Welcome to the new book review section of The Retiree magazine, where we not only feature a range of inspiring books, but also the people who enjoy them. This issue, members of the Johnre Book Club in Brisbane share their story and review their favorite reads.
Meeting monthly at the popular independent Riverbend Books store in the leafy Brisbane suburb of Bulimba, the Johnre book club has become an integral part of the local reading community.
In April 2009, four members met for the first time to discuss The Secret River by Kate Grenville. At the end of their first year, the book club established itself as the Johnre book club, named to reflect their early method of selecting books to read and discuss. According to Krysi Egan, Riverbend events coordinator, the name also exemplifies the humour of the group – all its members are men and most of them share the name John.
In the four years that have passed since founding, the book club has become a monthly institution. In this time, numbers have grown to 11 and they all enjoy an extensive and eclectic range of texts from a unique range of genres. As Krysi explains, the process of choosing titles is a well-oiled machine, with the genres being nominated by members and decided upon at the beginning of the reading year.
“In 2012, the group reviewed their selection procedure and settled on a new set of ‘genres’ namely: summer reading; a book I enjoyed for others to share; the most popular non-English ; Nineteenth Century novelists; an Asian connection; the wackiest (sic) book in the past 10 years; and, a book my wife enjoyed,” Krysie said.

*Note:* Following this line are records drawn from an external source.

impl ResultStream {
    /// Next result, or `None` once the pool has nothing further to produce.
    ///
    /// Waits in bounded intervals so pool shutdown is observed promptly.
    pub async fn next(&mut self) -> Option<AgentResult> {
        let rx = self.rx.as_mut()?;
        loop {
            match rx.try_recv() {
                Ok(result) => return Some(result),
                Err(mpsc::error::TryRecvError::Disconnected) => return None,
                Err(mpsc::error::TryRecvError::Empty) => {}
            }

            if self.shared.finished() {
                // Flush anything that raced in between the checks
                return rx.try_recv().ok();
            }

            match tokio::time::timeout(RESULT_POLL_INTERVAL, rx.recv()).await {
                Ok(Some(result)) => return Some(result),
                Ok(None) => return None,
                Err(_) => continue,
            }
        }
    }
}

/// Time/size double-bounded batches of results. See
/// [`AgentPool::results_batched`].
pub struct BatchStream {
    stream: ResultStream,
    batch_size: usize,
    timeout: Duration,
}

impl BatchStream {
    /// Next non-empty batch, or `None` once the stream is exhausted.
    pub async fn next_batch(&mut self) -> Option<Vec<AgentResult>> {
        let first = self.stream.next().await?;
        let mut batch = Vec::with_capacity(self.batch_size);
        batch.push(first);

        let deadline = Instant::now() + self.timeout;
        while batch.len() < self.batch_size {
            let remaining = deadline.saturating_duration_since(Instant::now());
            if remaining.is_zero() {
                break;
            }
            match tokio::time::timeout(remaining, self.stream.next()).await {
                Ok(Some(result)) => batch.push(result),
                Ok(None) | Err(_) => break,
            }
        }

        Some(batch)
    }
}
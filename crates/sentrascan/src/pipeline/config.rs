use serde::{Deserialize, Serialize};

use super::extract::ChunkerConfig;

/// Orchestrator configuration.
///
/// Pool sizing and the per-agent engine live in
/// [`AgentPoolConfig`](crate::agent::AgentPoolConfig); this covers the
/// pipeline stages around the pool.
#[derive(Debug, Clone, Serialize, Deserialize)]
pub struct ScanConfig {
    /// Files larger than this are skipped, never read.
    #[serde(default = "default_max_file_size_mb")]
    pub max_file_size_mb: u64,
    /// Ignore the inventory's delta decisions and re-scan everything.
    #[serde(default)]
    pub force_full_scan: bool,
    /// Capacity of the walk-to-extract queue.
    #[serde(default = "default_walk_queue_size")]
    pub walk_queue_size: usize,
    /// Emit a progress event and job update every this many files.
    #[serde(default = "default_progress_interval")]
    pub progress_interval: u64,
    #[serde(default)]
    pub chunker: ChunkerConfig,
}

fn default_max_file_size_mb() -> u64 {
    100
}

fn default_walk_queue_size() -> usize {
    1000
}

fn default_progress_interval() -> u64 {
    10
}

impl Default for ScanConfig {
    fn default() -> Self {
        Self {
            max_file_size_mb: default_max_file_size_mb(),
            force_full_scan: false,
            walk_queue_size: default_walk_queue_size(),
            progress_interval: default_progress_interval(),
            chunker: ChunkerConfig::default(),
        }
    }
}

impl ScanConfig {
    pub fn max_file_size_bytes(&self) -> u64 {
        self.max_file_size_mb * 1024 * 1024
    }
}

#[cfg(test)]
mod tests {
    use super::*;

    #[test]
    fn test_defaults() {
        let config = ScanConfig::default();
        assert_eq!(config.max_file_size_mb, 100);
        assert!(!config.force_full_scan);
        assert_eq!(config.walk_queue_size, 1000);
        assert_eq!(config.progress_interval, 10);
    }

    #[test]
    fn test_deserializes_with_partial_fields() {
        let config: ScanConfig =
            serde_json::from_str(r#"{"max_file_size_mb": 5, "force_full_scan": true}"#).unwrap();
        assert_eq!(config.max_file_size_mb, 5);
        assert!(config.force_full_scan);
        assert_eq!(config.walk_queue_size, 1000);
        assert_eq!(config.chunker.max_chars, 4000);
    }
}
//! Entity detection seam.
//!
//! The classification engine proper is a collaborator; agents only see the
//! [`EntityDetector`] trait. The pattern backend ships in-crate so the
//! pipeline is runnable without an external model.

pub mod patterns;

use std::path::PathBuf;

use serde::{Deserialize, Serialize};

use crate::error::DetectError;

pub use patterns::PatternDetector;

/// One detected entity occurrence inside a chunk of text.
#[derive(Debug, Clone, Serialize, Deserialize)]
pub struct DetectedEntity {
    /// Canonical entity type, e.g. "EMAIL" or "SSN".
    pub entity_type: String,
    /// Byte offset of the match start within the chunk.
    pub start: usize,
    /// Byte offset one past the match end.
    pub end: usize,
    /// Detector confidence in [0, 1].
    pub confidence: f32,
}

/// Which classification backend an agent loads at startup.
#[derive(Debug, Clone, Copy, Default, PartialEq, Eq, Serialize, Deserialize)]
#[serde(rename_all = "snake_case")]
pub enum DetectorBackend {
    /// Regex rule set, no model files required.
    #[default]
    Pattern,
    /// Optimized model inference. Requires a model path; not available in
    /// this build, kept so configurations carrying it fail loudly.
    Onnx,
}

impl std::fmt::Display for DetectorBackend {
    fn fmt(&self, f: &mut std::fmt::Formatter<'_>) -> std::fmt::Result {
        match self {
            DetectorBackend::Pattern => write!(f, "pattern"),
            DetectorBackend::Onnx => write!(f, "onnx"),
        }
    }
}

/// Opaque initialization hook for the per-agent classification engine.
///
/// Construction cost (rule compilation, model load) is paid once per agent
/// at pool start.
#[derive(Debug, Clone, Serialize, Deserialize)]
pub struct EngineConfig {
    #[serde(default)]
    pub backend: DetectorBackend,
    /// Path to an optimized model, for backends that need one.
    #[serde(default)]
    pub model_path: Option<PathBuf>,
    /// Target inference device, e.g. "cpu".
    #[serde(default = "default_device")]
    pub device: String,
}

fn default_device() -> String {
    "cpu".to_string()
}

impl Default for EngineConfig {
    fn default() -> Self {
        Self {
            backend: DetectorBackend::Pattern,
            model_path: None,
            device: default_device(),
        }
    }
}

/// Runs classification over one chunk of text.
///
/// Implementations are owned by exactly one agent thread and must not share
/// mutable state with other agents.
pub trait EntityDetector: Send {
    fn detect(&self, text: &str) -> std::result::Result<Vec<DetectedEntity>, DetectError>;
}

/// Builds the detector for one agent from its engine configuration.
pub fn build_detector(
    config: &EngineConfig,
) -> std::result::Result<Box<dyn EntityDetector>, DetectError> {
    match config.backend {
        DetectorBackend::Pattern => Ok(Box::new(PatternDetector::with_default_rules()?)),
        DetectorBackend::Onnx => Err(DetectError::UnsupportedBackend {
            backend: config.backend.to_string(),
        }),
    }
}

/// Creates one detector per agent at pool start.
///
/// The production provider wraps [`build_detector`]; tests inject their own.
pub trait DetectorProvider: Send + Sync {
    fn create(&self) -> std::result::Result<Box<dyn EntityDetector>, DetectError>;
}

/// Provider backed by an [`EngineConfig`].
pub struct EngineDetectorProvider {
    config: EngineConfig,
}

impl EngineDetectorProvider {
    pub fn new(config: EngineConfig) -> Self {
        Self { config }
    }
}

impl DetectorProvider for EngineDetectorProvider {
    fn create(&self) -> std::result::Result<Box<dyn EntityDetector>, DetectError> {
        build_detector(&self.config)
    }
}
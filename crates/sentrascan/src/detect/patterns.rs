//! Regex rule detector.
//!
//! A small representative rule set; production deployments swap in their own
//! rules or a model backend via [`EngineConfig`](super::EngineConfig).

use regex::Regex;

use crate::error::DetectError;

use super::{DetectedEntity, EntityDetector};

struct PatternRule {
    entity_type: &'static str,
    regex: Regex,
    confidence: f32,
}

pub struct PatternDetector {
    rules: Vec<PatternRule>,
}

/// (entity type, pattern, confidence)
const DEFAULT_RULES: &[(&str, &str, f32)] = &[
    (
        "EMAIL",
        r"[A-Za-z0-9._%+-]+@[A-Za-z0-9.-]+\.[A-Za-z]{2,}",
        0.95,
    ),
    ("SSN", r"\b\d{3}-\d{2}-\d{4}\b", 0.90),
    (
        "CREDIT_CARD",
        r"\b\d{4}[ -]\d{4}[ -]\d{4}[ -]\d{4}\b",
        0.80,
    ),
    (
        "PHONE",
        r"\b\(\d{3}\) ?\d{3}-\d{4}\b|\b\d{3}-\d{3}-\d{4}\b",
        0.70,
    ),
    ("IP_ADDRESS", r"\b(?:\d{1,3}\.){3}\d{1,3}\b", 0.85),
    ("API_KEY", r"\b(?:sk|pk|api|key)[-_][A-Za-z0-9]{16,}\b", 0.75),
];

impl PatternDetector {
    pub fn with_default_rules() -> Result<Self, DetectError> {
        Self::from_rules(DEFAULT_RULES)
    }

    pub fn from_rules(rules: &[(&'static str, &str, f32)]) -> Result<Self, DetectError> {
        let mut compiled = Vec::with_capacity(rules.len());
        for (entity_type, pattern, confidence) in rules {
            let regex = Regex::new(pattern).map_err(|source| DetectError::InvalidRule {
                rule: (*entity_type).to_string(),
                source,
            })?;
            compiled.push(PatternRule {
                entity_type,
                regex,
                confidence: *confidence,
            });
        }
        Ok(Self { rules: compiled })
    }
}

impl EntityDetector for PatternDetector {
    fn detect(&self, text: &str) -> Result<Vec<DetectedEntity>, DetectError> {
        let mut entities = Vec::new();
        for rule in &self.rules {
            for m in rule.regex.find_iter(text) {
                entities.push(DetectedEntity {
                    entity_type: rule.entity_type.to_string(),
                    start: m.start(),
                    end: m.end(),
                    confidence: rule.confidence,
                });
            }
        }
        // Stable order for aggregation-independent consumers
        entities.sort_by_key(|e| e.start);
        Ok(entities)
    }
}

“A defining feature of the Johnre bookclub is their sense of adventure and openness when it comes to choosing the books. “Over the years, the gentlemen have selected a wide range of vastly different titles that have challenged, inspired, frustrated, and intrigued them all. “Their willingness to step outside of comfort zones and experience unique and unusual genres of literature is a vital part of their dedication to and enjoyment of the bookclub.”
These are their favorite recent reviews.
Genre: Historical Fiction
The book was widely enjoyed and prompted a spirited and generally appreciative discussion, which canvassed what it meant to read a female author, the effectiveness of dating a story by using appropriate language, the author’s use of detailed description to portray an environment that was up until now foreign to us, and the various themes that emerge through the book. All agreed that historical fiction had much to offer to readers as a genre, and that Caleb’s Crossing was an excellent read and a very good book club selection.
Genre: Military History
This book inspired a particularly long and detailed discussion on its merits and content. The majority thought that it was a very enjoyable read, a little lengthy but well written, and incredibly well researched. The enormous quantity of detailed military information was counterbalanced by the human face of personal stories. While this book was not always pretty, if it had been written in any other way it would not have been so relevant.
Random House Australia
Genre: Asian Theme/ Memoir
There were a number of mixed reactions to The Rainbow Troops by Indonesian author Andrea Hirata. The consensus was that the book was not a great piece of writing even after allowing for the inevitable distortions and losses that accompany translation. Nevertheless, most members judged it as a worthwhile read and found interesting developments of the values of education, culture, ambition, and opportunity as they combine to wither lift of limit success in life.
Carlos Ruiz Zafon
Genre: Foreign Voices in Translation
Unusually, every member loved this book! The language was highly praised and therefore we felt the translator did a fantastic job. The characters were interesting and vividly portrayed by the author. The book caused a very lively and thought provoking conversation, and all agreed that its ideals and metaphors were very cleverly interwoven. All in all, an exceptional read.
Random House Australia
Lee Child’s Killing Floor was selected as a thriller genre. All enjoyed the book and agreed with the categorization. However while everyone agreed that this was a truly great read, it was also considered this book was instantly forgettable. The storyline and the plot twists that Child brought to the book was a favourite feature, and his writing style was widely praised. An excellent book club choice.